L’abilità di controllare altre menti, di prendere il sopravvento mentale su altre creature, si era sviluppata in seguito, con il crescere della loro intelligenza. Questa nuova qualità aveva permesso ai più intelligenti di abbandonare le profondità delle acque per vivere vicino alle spiagge. Sulla terraferma, l’evoluzione era avvenuta in modo differente. E c’erano creature che a volte dormivano tanto vicine alla spiaggia da poter essere fatte schiave. Erano creature più utili di qualsiasi altra che vivesse nelle profondità delle acque. Infatti possedevano mani… non erano, in fondo, molto diverse dalle nostre scimmie… e se dirette con intelligenza, potevano fare e costruire qualunque cosa.
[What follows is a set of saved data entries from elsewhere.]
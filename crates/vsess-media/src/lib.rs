//! FFmpeg CLI wrapper for the video session service.
//!
//! This crate provides:
//! - Type-safe FFmpeg command building
//! - Progress parsing from `-progress pipe:2`
//! - Timeouts that kill stalled FFmpeg/FFprobe processes
//! - Probing (resolution, frame rate, frame count)
//! - Single frame extraction as PNG
//! - Crop rendering with optional panel rearrangement
//! - The [`VideoToolkit`] seam used by the session service

pub mod command;
pub mod error;
pub mod filters;
pub mod frame;
pub mod probe;
pub mod progress;
pub mod render;
pub mod toolkit;

pub use command::{check_ffmpeg, check_ffprobe, FfmpegCommand, FfmpegRunner};
pub use error::{MediaError, MediaResult};
pub use frame::extract_frame;
pub use probe::{probe_video, VideoInfo};
pub use progress::FfmpegProgress;
pub use render::{render_crop, RenderOutput};
pub use toolkit::{FfmpegToolkit, ToolkitTimeouts, VideoToolkit};
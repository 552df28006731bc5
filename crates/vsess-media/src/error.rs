//! Media errors.
//!
//! Variants keep FFmpeg's stderr and exit status for logging. Callers that
//! answer clients should map them to their own messages.

use std::path::PathBuf;
use thiserror::Error;

pub type MediaResult<T> = Result<T, MediaError>;

#[derive(Debug, Error)]
pub enum MediaError {
    #[error("ffmpeg binary not found in PATH")]
    FfmpegNotFound,

    #[error("ffprobe binary not found in PATH")]
    FfprobeNotFound,

    #[error("ffmpeg failed: {message}")]
    FfmpegFailed {
        message: String,
        stderr: Option<String>,
        exit_code: Option<i32>,
    },

    #[error("ffprobe failed: {message}")]
    FfprobeFailed {
        message: String,
        stderr: Option<String>,
    },

    #[error("input does not exist: {0}")]
    FileNotFound(PathBuf),

    /// The child process was killed after this many seconds.
    #[error("timed out after {0}s")]
    Timeout(u64),

    #[error(transparent)]
    Io(#[from] std::io::Error),

    #[error("unreadable ffprobe output: {0}")]
    JsonParse(#[from] serde_json::Error),

    #[error("not a usable video: {0}")]
    InvalidVideo(String),

    /// Neither the seek nor the select pass produced the frame.
    #[error("no image decoded for frame {0}")]
    NoFrame(u64),

    #[error("{0}")]
    Internal(String),
}

impl MediaError {
    pub fn ffmpeg_failed(
        message: impl Into<String>,
        stderr: Option<String>,
        exit_code: Option<i32>,
    ) -> Self {
        Self::FfmpegFailed {
            message: message.into(),
            stderr,
            exit_code,
        }
    }

    pub fn invalid_video(message: impl Into<String>) -> Self {
        Self::InvalidVideo(message.into())
    }

    pub fn internal(message: impl Into<String>) -> Self {
        Self::Internal(message.into())
    }

    /// The tools are not installed, as opposed to the input being bad.
    pub fn is_tooling_missing(&self) -> bool {
        matches!(self, Self::FfmpegNotFound | Self::FfprobeNotFound)
    }

    /// Captured FFmpeg/FFprobe stderr, if any.
    pub fn stderr(&self) -> Option<&str> {
        match self {
            Self::FfmpegFailed { stderr, .. } | Self::FfprobeFailed { stderr, .. } => {
                stderr.as_deref()
            }
            _ => None,
        }
    }
}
Con l’aiuto di questi schiavi la specie a cui apparteneva la mente aveva sviluppato una civiltà e la scienza. In un primo tempo la sua razza doveva stare nell’acqua e dirigere gli schiavi che operavano sulla terraferma. Alla fine però erano riusciti a sviluppare una tecnica che eliminava questo inconveniente: avevano scoperto che immergendosi in una soluzione nutriente, potevano assorbire il loro nutrimento più in fretta e con maggiore efficacia che non stando di continuo immersi nell’acqua. Adesso, con l’aiuto dei loro schiavi, potevano vivere molto distanti dall’acqua e soddisfare il loro bisogno di cibo facendosi immergere dagli schiavi nella speciale soluzione nutriente. Un’ora circa di bagno, ogni due o tre mesi. Alcuni di loro vivevano ancora nell’acqua, ma si trattava di gruppi civilmente arretrati, specie di aborigeni australiani o pigmei dell’Africa in confronto agli scienziati atomici.
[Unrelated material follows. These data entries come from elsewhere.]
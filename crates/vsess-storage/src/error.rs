//! Storage error types.

use thiserror::Error;

/// Result type for storage operations.
pub type StorageResult<T> = Result<T, StorageError>;

/// Errors that can occur during storage operations.
#[derive(Debug, Error)]
pub enum StorageError {
    #[error("Object not found: {0}")]
    NotFound(String),

    #[error("Invalid file name: {0}")]
    InvalidName(String),

    #[error("Publish failed: {0}")]
    PublishFailed(String),

    #[error("IO error: {0}")]
    Io(#[from] std::io::Error),
}

impl StorageError {
    pub fn not_found(key: impl Into<String>) -> Self {
        Self::NotFound(key.into())
    }

    pub fn invalid_name(name: impl Into<String>) -> Self {
        Self::InvalidName(name.into())
    }

    pub fn publish_failed(msg: impl Into<String>) -> Self {
        Self::PublishFailed(msg.into())
    }
}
Ma i gruppi civilizzati della sua specie erano stati nutriti per migliaia d’anni con quella soluzione, e avevano perso l’abilità di vivere con ciò che potevano assorbire dall’acqua. La loro situazione era in un certo senso analoga a quella di un umano tenuto in vita per diversi anni con iniezioni, e che non può vivere tornando a prendere il cibo nel modo che una volta gli era normale.
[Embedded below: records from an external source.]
//! API and session configuration.

use std::path::PathBuf;
use std::str::FromStr;

use vsess_media::ToolkitTimeouts;
use vsess_models::EncodingConfig;

/// API server configuration.
#[derive(Debug, Clone)]
pub struct ApiConfig {
    /// Server host
    pub host: String,
    /// Server port
    pub port: u16,
    /// CORS origins
    pub cors_origins: Vec<String>,
    /// Rate limit requests per second, per client IP
    pub rate_limit_rps: u32,
    /// Max request body size
    pub max_body_size: usize,
    /// Environment (development/production)
    pub environment: String,
    /// Whether `/metrics` is served
    pub metrics_enabled: bool,
}

impl Default for ApiConfig {
    fn default() -> Self {
        Self {
            host: "0.0.0.0".to_string(),
            port: 8000,
            cors_origins: vec!["*".to_string()],
            rate_limit_rps: 50,
            max_body_size: 2 * 1024 * 1024 * 1024, // 2GB
            environment: "development".to_string(),
            metrics_enabled: true,
        }
    }
}

impl ApiConfig {
    /// Create config from environment variables.
    pub fn from_env() -> Self {
        let defaults = Self::default();
        Self {
            host: std::env::var("API_HOST").unwrap_or(defaults.host),
            port: env_or("API_PORT", defaults.port),
            cors_origins: std::env::var("CORS_ORIGINS")
                .map(|s| {
                    s.split(',')
                        .map(|o| o.trim().to_string())
                        .filter(|o| !o.is_empty())
                        .collect()
                })
                .unwrap_or(defaults.cors_origins),
            rate_limit_rps: env_or("RATE_LIMIT_RPS", defaults.rate_limit_rps),
            max_body_size: env_or("MAX_BODY_SIZE", defaults.max_body_size),
            environment: std::env::var("ENVIRONMENT").unwrap_or(defaults.environment),
            metrics_enabled: env_flag("METRICS_ENABLED", defaults.metrics_enabled),
        }
    }

    /// Check if running in production mode.
    pub fn is_production(&self) -> bool {
        is_production(&self.environment)
    }
}

/// Whether the process environment names a production deployment.
///
/// Used where no [`ApiConfig`] is at hand, such as error rendering.
pub fn is_production_env() -> bool {
    std::env::var("ENVIRONMENT")
        .map(|v| is_production(&v))
        .unwrap_or(false)
}

fn is_production(environment: &str) -> bool {
    environment.trim().eq_ignore_ascii_case("production")
}

/// Configuration of the session service: storage, FFmpeg limits and encoding.
#[derive(Debug, Clone)]
pub struct SessionConfig {
    /// Root directory for uploads, staging and artifacts
    pub storage_root: PathBuf,
    pub probe_timeout_secs: u64,
    pub frame_timeout_secs: u64,
    pub transform_timeout_secs: u64,
    /// Transforms allowed to encode at the same time
    pub max_concurrent_transforms: usize,
    /// Uploads narrower than this are rejected
    pub min_video_width: u32,
    /// Uploads shorter than this are rejected
    pub min_video_height: u32,
    pub output_crf: u8,
    pub output_preset: String,
    /// Re-register stored uploads on startup
    pub restore_on_startup: bool,
}

impl Default for SessionConfig {
    fn default() -> Self {
        Self {
            storage_root: PathBuf::from("./uploads"),
            probe_timeout_secs: 30,
            frame_timeout_secs: 30,
            transform_timeout_secs: 1800, // 30 minutes
            max_concurrent_transforms: 2,
            min_video_width: 1,
            min_video_height: 1,
            output_crf: 18,
            output_preset: "fast".to_string(),
            restore_on_startup: true,
        }
    }
}

impl SessionConfig {
    /// Create config from environment variables.
    pub fn from_env() -> Self {
        let defaults = Self::default();
        Self {
            storage_root: std::env::var("STORAGE_ROOT")
                .map(PathBuf::from)
                .unwrap_or(defaults.storage_root),
            probe_timeout_secs: env_or("PROBE_TIMEOUT_SECS", defaults.probe_timeout_secs),
            frame_timeout_secs: env_or("FRAME_TIMEOUT_SECS", defaults.frame_timeout_secs),
            transform_timeout_secs: env_or("TRANSFORM_TIMEOUT_SECS", defaults.transform_timeout_secs),
            max_concurrent_transforms: env_or(
                "MAX_CONCURRENT_TRANSFORMS",
                defaults.max_concurrent_transforms,
            )
            .max(1),
            min_video_width: env_or("MIN_VIDEO_WIDTH", defaults.min_video_width),
            min_video_height: env_or("MIN_VIDEO_HEIGHT", defaults.min_video_height),
            output_crf: env_or("OUTPUT_CRF", defaults.output_crf),
            output_preset: std::env::var("OUTPUT_PRESET").unwrap_or(defaults.output_preset),
            restore_on_startup: env_flag("RESTORE_ON_STARTUP", defaults.restore_on_startup),
        }
    }

    /// Encoder settings for rendered artifacts.
    pub fn encoding(&self) -> EncodingConfig {
        EncodingConfig::new()
            .with_crf(self.output_crf)
            .with_preset(self.output_preset.clone())
    }

    pub fn timeouts(&self) -> ToolkitTimeouts {
        ToolkitTimeouts {
            probe_secs: self.probe_timeout_secs,
            frame_secs: self.frame_timeout_secs,
            render_secs: self.transform_timeout_secs,
        }
    }
}

/// Parse an environment variable, falling back to `default` when unset or malformed.
fn env_or<T: FromStr>(key: &str, default: T) -> T {
    std::env::var(key)
        .ok()
        .and_then(|s| s.trim().parse().ok())
        .unwrap_or(default)
}

fn env_flag(key: &str, default: bool) -> bool {
    match std::env::var(key) {
        Ok(v) => matches!(v.trim().to_ascii_lowercase().as_str(), "true" | "1" | "yes"),
        Err(_) => default,
    }
}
La mente avrebbe potuto farsi preparare il nutrimento usando gli animali del bosco, ma l’operazione sarebbe stata lunga e difficoltosa, e si sarebbe dovuto ricorrere a tutta una serie di schiavi, ciascuno adatto, o abbastanza adatto, a una particolare fase del compito.
Uno schiavo umano, in una normale cucina, avrebbe invece potuto preparare in breve tempo la soluzione nutriente. Gli esatti ingredienti non avevano importanza, bastava che fosse ricca di proteine. Il suo corpo avrebbe assorbito solo le sostanze che gli erano necessarie. Quello del gusto era un fattore trascurabile, dato che la creatura non aveva un equivalente del senso del gusto. Una zuppa di verdure, o del sugo di carne sarebbero serviti egregiamente. Anche il latte era indicato, ma le sarebbe stata necessaria una immersione più lunga di quella richiesta in una soluzione di carne.
Resasi conto che doveva procurarsi il nutrimento con una certa urgenza, la mente decise di farlo immediatamente. Valeva la pena di togliersi il pensiero del nutrimento per diversi mesi, anche se doveva correre il piccolo rischio di usare uno schiavo umano prima di quanto avesse progettato.